**EXERCISE OBJECTIVE**
Examine each line of the data. Copy the line if it includes the word "CommandRunner".

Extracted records

//! Infrastructure backends: the external stores the reconcilers mutate.
//!
//! Each store is a narrow trait. Production implementations shell out to the
//! host tool through a `CommandRunner`; `mock::MockDesktop` is an in-memory
//! stand-in for all of them.

pub mod env;
pub mod extensions;
pub mod flatpak;
pub mod gsettings;
pub mod mock;
pub mod runner;

pub use runner::{CommandOutput, CommandRunner};

/// Key-value desktop settings store.
pub trait SettingsBackend {
    fn get(&self, schema: &str, key: &str) -> Result<CommandOutput, String>;

    fn set(&self, schema: &str, key: &str, value: &str) -> Result<CommandOutput, String>;

    /// Schemas the backend knows about.
    fn list_available_capabilities(&self) -> Result<Vec<String>, String>;
}

/// Desktop-shell extension manager.
pub trait ExtensionManager {
    fn is_installed(&self, uuid: &str) -> bool;

    fn is_enabled(&self, uuid: &str) -> bool;

    fn enable(&self, uuid: &str) -> Result<CommandOutput, String>;
}

/// Remote application catalog plus the local installation it feeds.
pub trait AppCatalog {
    fn has_remote(&self, name: &str) -> bool;

    fn add_remote(&self, name: &str, url: &str) -> Result<CommandOutput, String>;

    fn remove_remote(&self, name: &str) -> Result<CommandOutput, String>;

    /// Connectivity probe: ask the remote about one application.
    fn query_remote(&self, remote: &str, app: &str) -> Result<CommandOutput, String>;

    fn is_installed(&self, app: &str) -> bool;

    fn install(&self, remote: &str, app: &str) -> Result<CommandOutput, String>;
}

/// Read-only view of the process environment used by readiness probes.
pub trait Environment {
    fn var(&self, key: &str) -> Option<String>;

    fn path_exists(&self, path: &str) -> bool;

    /// Entry names directly under `dir`, sorted; empty when unreadable.
    fn list_dir(&self, dir: &str) -> Vec<String>;

    fn uid(&self) -> u32;
}

impl<E: Environment + ?Sized> Environment for std::rc::Rc<E> {
    fn var(&self, key: &str) -> Option<String> {
        (**self).var(key)
    }

    fn path_exists(&self, path: &str) -> bool {
        (**self).path_exists(path)
    }

    fn list_dir(&self, dir: &str) -> Vec<String> {
        (**self).list_dir(dir)
    }

    fn uid(&self) -> u32 {
        (**self).uid()
    }
}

**RESPONSE TO THE EXERCISE**
//! host tool through a `CommandRunner`; `mock::MockDesktop` is an in-memory
pub use runner::{CommandOutput, CommandRunner};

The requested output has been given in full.